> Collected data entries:
● ● ● ● ● ● ●
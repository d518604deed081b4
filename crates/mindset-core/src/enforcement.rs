//! Social enforcement of norms and obligations.
//!
//! An enforcer observes a target (through its snapshot) and, depending on
//! the target's norm statuses, runs a named sanction or reward from the
//! library on itself. Only the enforcer's state changes; the target learns
//! that a norm was sanctioned through a [`SanctionMark`] applied after the
//! tick.

use mindset_agents::{AgentSnapshot, CognitiveState};
use mindset_types::{MentalState, Predicate};
use tracing::debug;

use crate::collaborator::{Condition, GuardError, holds_or_absent};
use crate::library::{SanctionMark, Situation};

/// What is being enforced on the target.
#[derive(Debug, Clone)]
pub enum Enforced {
    /// A norm, by name.
    Norm(String),
    /// An obligation the target may hold.
    Obligation(Predicate),
}

/// One enforcement request.
#[derive(Debug, Clone)]
pub struct Enforcement {
    /// Guard evaluated on the enforcer. Absent means always.
    pub when: Option<Condition>,
    /// What is checked on the target.
    pub enforced: Enforced,
    /// Sanction run when the target failed.
    pub sanction: Option<String>,
    /// Reward run when the target complied.
    pub reward: Option<String>,
}

impl Enforcement {
    /// Check a norm by name.
    pub fn norm(name: impl Into<String>) -> Self {
        Self {
            when: None,
            enforced: Enforced::Norm(name.into()),
            sanction: None,
            reward: None,
        }
    }

    /// Check an obligation.
    pub const fn obligation(obligation: Predicate) -> Self {
        Self {
            when: None,
            enforced: Enforced::Obligation(obligation),
            sanction: None,
            reward: None,
        }
    }

    /// Builder: guard.
    #[must_use]
    pub fn when(mut self, when: Condition) -> Self {
        self.when = Some(when);
        self
    }

    /// Builder: sanction name.
    #[must_use]
    pub fn sanction(mut self, sanction: impl Into<String>) -> Self {
        self.sanction = Some(sanction.into());
        self
    }

    /// Builder: reward name.
    #[must_use]
    pub fn reward(mut self, reward: impl Into<String>) -> Self {
        self.reward = Some(reward.into());
        self
    }
}

/// Enforce `request` on `target`, running the chosen sanction or reward on
/// `enforcer`.
///
/// Returns the name of what ran, if anything. A name missing from the
/// library runs nothing.
pub fn enforce(
    enforcer: &mut CognitiveState,
    target: &AgentSnapshot,
    request: &Enforcement,
    situation: &mut Situation<'_>,
) -> Result<Option<String>, GuardError> {
    if !holds_or_absent(request.when.as_ref(), enforcer)? {
        return Ok(None);
    }
    match &request.enforced {
        Enforced::Norm(name) => {
            let Some(status) = target.norms.get(name) else {
                return Ok(None);
            };
            let verdict = if status.violated {
                request.sanction.as_deref()
            } else if status.applied {
                request.reward.as_deref()
            } else {
                None
            };
            match verdict {
                Some(verdict) => run_named(enforcer, verdict, situation),
                None => Ok(None),
            }
        }
        Enforced::Obligation(obligation) => {
            if !target.has_obligation(&MentalState::obligation(obligation.clone())) {
                return Ok(None);
            }
            let library = situation.library;
            for norm in library.norms() {
                let answers = norm.obligation.as_ref().is_some_and(|o| o.equals(obligation));
                if !answers {
                    continue;
                }
                let status = target.norms.get(&norm.name).copied().unwrap_or_default();
                if status.sanctioned {
                    continue;
                }
                let verdict = if status.applied {
                    request.reward.as_deref().or(request.sanction.as_deref())
                } else {
                    request.sanction.as_deref()
                };
                let Some(verdict) = verdict else {
                    continue;
                };
                let ran = run_named(enforcer, verdict, situation)?;
                if ran.is_some() {
                    situation.marks.push(SanctionMark {
                        target: target.agent,
                        norm: norm.name.clone(),
                    });
                    return Ok(ran);
                }
            }
            Ok(None)
        }
    }
}

fn run_named(
    enforcer: &mut CognitiveState,
    name: &str,
    situation: &mut Situation<'_>,
) -> Result<Option<String>, GuardError> {
    let library = situation.library;
    let Some(sanction) = library.find_sanction(name) else {
        debug!(agent_id = %enforcer.owner(), sanction = name, "unknown sanction");
        return Ok(None);
    };
    sanction.body.run(enforcer, situation)?;
    debug!(agent_id = %enforcer.owner(), sanction = name, "sanction executed");
    Ok(Some(sanction.name.clone()))
}

#[cfg(test)]
#[allow(clippy::unwrap_used)]
mod tests {
    use mindset_agents::{CognitionTunables, EngineConfig, NormBook, SnapshotMap};
    use mindset_types::AgentId;

    use super::*;
    use crate::library::{Library, Norm, Sanction, behavior, idle};

    fn state() -> CognitiveState {
        CognitiveState::new(
            AgentId::new(),
            EngineConfig::default(),
            &CognitionTunables::default(),
        )
    }

    fn marker(name: &'static str) -> Sanction {
        Sanction::new(
            name,
            behavior(move |state, _| {
                state.add_belief(MentalState::belief(Predicate::new(name)));
                Ok(())
            }),
        )
    }

    fn library() -> Library {
        Library::new()
            .norm(Norm::new("queue", idle()).answering(Predicate::new("wait")))
            .sanction(marker("scold"))
            .sanction(marker("thank"))
    }

    fn target(norms: NormBook, obligations: Vec<MentalState>) -> AgentSnapshot {
        AgentSnapshot {
            agent: AgentId::new(),
            emotions: Vec::new(),
            charisma: 1.0,
            norms,
            obligations,
        }
    }

    fn has(state: &CognitiveState, name: &str) -> bool {
        state.has_belief(&MentalState::belief(Predicate::new(name)))
    }

    #[test]
    fn violated_norm_is_sanctioned() {
        let library = library();
        let population = SnapshotMap::new();
        let mut situation = Situation::new(1, &population, &library);
        let mut enforcer = state();
        let mut norms = NormBook::new();
        norms.entry("queue").mark_violated(None);
        let request = Enforcement::norm("queue").sanction("scold").reward("thank");

        let ran = enforce(&mut enforcer, &target(norms, Vec::new()), &request, &mut situation).unwrap();
        assert_eq!(ran.as_deref(), Some("scold"));
        assert!(has(&enforcer, "scold"));
        assert!(!has(&enforcer, "thank"));
        assert!(situation.marks.is_empty());
    }

    #[test]
    fn applied_norm_is_rewarded() {
        let library = library();
        let population = SnapshotMap::new();
        let mut situation = Situation::new(1, &population, &library);
        let mut enforcer = state();
        let mut norms = NormBook::new();
        norms.entry("queue").mark_applied();
        let request = Enforcement::norm("queue").sanction("scold").reward("thank");

        enforce(&mut enforcer, &target(norms, Vec::new()), &request, &mut situation).unwrap();
        assert!(has(&enforcer, "thank"));
    }

    #[test]
    fn unknown_norm_does_nothing() {
        let library = library();
        let population = SnapshotMap::new();
        let mut situation = Situation::new(1, &population, &library);
        let mut enforcer = state();
        let request = Enforcement::norm("queue").sanction("scold");
        let ran = enforce(&mut enforcer, &target(NormBook::new(), Vec::new()), &request, &mut situation);
        assert_eq!(ran.unwrap(), None);
    }

    #[test]
    fn held_obligation_sanctions_and_marks_the_answering_norm() {
        let library = library();
        let population = SnapshotMap::new();
        let mut situation = Situation::new(1, &population, &library);
        let mut enforcer = state();
        let wait = MentalState::obligation(Predicate::new("wait"));
        let observed = target(NormBook::new(), vec![wait]);
        let request = Enforcement::obligation(Predicate::new("wait")).sanction("scold");

        let ran = enforce(&mut enforcer, &observed, &request, &mut situation).unwrap();
        assert_eq!(ran.as_deref(), Some("scold"));
        assert_eq!(
            situation.marks,
            vec![SanctionMark {
                target: observed.agent,
                norm: "queue".to_owned()
            }]
        );
    }

    #[test]
    fn already_sanctioned_norm_is_skipped() {
        let library = library();
        let population = SnapshotMap::new();
        let mut situation = Situation::new(1, &population, &library);
        let mut enforcer = state();
        let mut norms = NormBook::new();
        norms.entry("queue").sanctioned = true;
        let observed = target(norms, vec![MentalState::obligation(Predicate::new("wait"))]);
        let request = Enforcement::obligation(Predicate::new("wait")).sanction("scold");

        assert_eq!(enforce(&mut enforcer, &observed, &request, &mut situation).unwrap(), None);
    }

    #[test]
    fn failing_guard_skips_enforcement() {
        let library = library();
        let population = SnapshotMap::new();
        let mut situation = Situation::new(1, &population, &library);
        let mut enforcer = state();
        let mut norms = NormBook::new();
        norms.entry("queue").mark_violated(None);
        let request = Enforcement::norm("queue").sanction("scold").when(Condition::Never);
        let ran = enforce(&mut enforcer, &target(norms, Vec::new()), &request, &mut situation);
        assert_eq!(ran.unwrap(), None);
    }
}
● ● ● ● ● ● ●
Only one stretch of the records above is wanted: the lines between the one holding "reward from the" and the one holding "use tracing::debug;", inclusive, reproduced exactly.

//! the target's norm statuses, runs a named sanction or reward from the
//! library on itself. Only the enforcer's state changes; the target learns
//! that a norm was sanctioned through a [`SanctionMark`] applied after the
//! tick.

use mindset_agents::{AgentSnapshot, CognitiveState};
use mindset_types::{MentalState, Predicate};
use tracing::debug;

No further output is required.